A grizzly bear is shown swimming at a pool in an Illinois zoo
Scott Olson, Getty Images

In parts of Alaska and Canada where grizzlies and polar bears converge, there are sometimes rare sightings of what observers call “grolar bears” or “pizzlies.” With large heads and light-colored fur, they’re a hybrid superbear birthed from some interspecies mating. Typically, it’s male grizzlies who roam into those territories, finding female polar bears to cozy up with. Researchers believe climate change is one reason the two are getting together.

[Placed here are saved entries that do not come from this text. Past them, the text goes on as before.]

use anyhow::{Context, Result};
use log::info;
use winit::{
    event::{ElementState, Event, WindowEvent},
    event_loop::EventLoop,
    keyboard::{KeyCode, PhysicalKey},
    window::WindowBuilder,
};

mod core;
mod engine;
mod game;

use engine::assets::{AssetLoader, SoundBank};
use engine::settings::GameSettings;
use game::session::HeroGame;

fn main() -> Result<()> {
    // Initialize logger
    env_logger::Builder::from_default_env()
        .filter_level(log::LevelFilter::Info)
        .init();

    info!("Starting Rusted Hero...");

    let settings = GameSettings::from_env().context("Invalid settings")?;
    info!("Settings: {:?}", settings);

    // Hero sounds are required; a missing one stops startup
    let loader = AssetLoader::new(&settings.asset_dir);
    let sounds = SoundBank::load(&loader).context("Failed to load hero sounds")?;

    let mut game = HeroGame::new(settings, sounds);

    // Create event loop and window
    let event_loop = EventLoop::new()?;
    let window = WindowBuilder::new()
        .with_title("Rusted Hero")
        .with_inner_size(winit::dpi::LogicalSize::new(640, 480))
        .with_resizable(true)
        .build(&event_loop)?;

    info!("Window created successfully");

    // Main event loop
    event_loop
        .run(move |event, elwt| match event {
            Event::WindowEvent {
                event: WindowEvent::CloseRequested,
                ..
            } => {
                info!("Close requested, shutting down...");
                game.save();
                elwt.exit();
            }
            Event::WindowEvent {
                event: WindowEvent::KeyboardInput { event, .. },
                ..
            } => {
                if event.state == ElementState::Pressed
                    && !event.repeat
                    && event.physical_key == PhysicalKey::Code(KeyCode::KeyP)
                {
                    game.clock_mut().toggle_pause();
                }
                game.input_mut().process_keyboard_event(&event);
            }
            Event::WindowEvent {
                event: WindowEvent::MouseInput { state, button, .. },
                ..
            } => {
                game.input_mut().process_mouse_button(button, state);
            }
            Event::WindowEvent {
                event: WindowEvent::CursorMoved { position, .. },
                ..
            } => {
                game.input_mut().process_cursor_moved(position);
            }
            Event::WindowEvent {
                event: WindowEvent::Focused(false),
                ..
            } => {
                game.input_mut().state_mut().reset();
            }
            Event::WindowEvent {
                event: WindowEvent::RedrawRequested,
                ..
            } => {
                game.tick();

                let frame = game.render();
                log::trace!(
                    "{} frame {} dir {} at {}",
                    frame.animation,
                    frame.frame,
                    frame.direction,
                    frame.map_pos
                );
            }
            Event::AboutToWait => {
                // Request redraw on next frame
                window.request_redraw();
            }
            _ => {}
        })
        .map_err(|e| anyhow::anyhow!("Event loop error: {}", e))?;

    Ok(())
}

When it comes to intellect, grizzlies may not get all the same publicity that birds and whales do, but they’re still pretty clever. The bears can remember hotspots for food even if it’s been 10 years since they last visited the area; some have been observed covering tracks or obscuring themselves with rocks and trees to avoid detection by hunters.


A grizzly bear and her cub walk in Yellowstone National Park
Karen Bleier, AFP/Getty Images

For 42 years, grizzlies at Yellowstone occupied the endangered species list. That ended in 2017, when the U.S. Fish and Wildlife Service declared that a rise in numbers—from 150 in the 1970s to more than 700 today—meant that conservation efforts had been successful. But overall, the grizzly population is still struggling: Fewer than 2000 remain in the lower 48 states, down from 50,000 two centuries ago.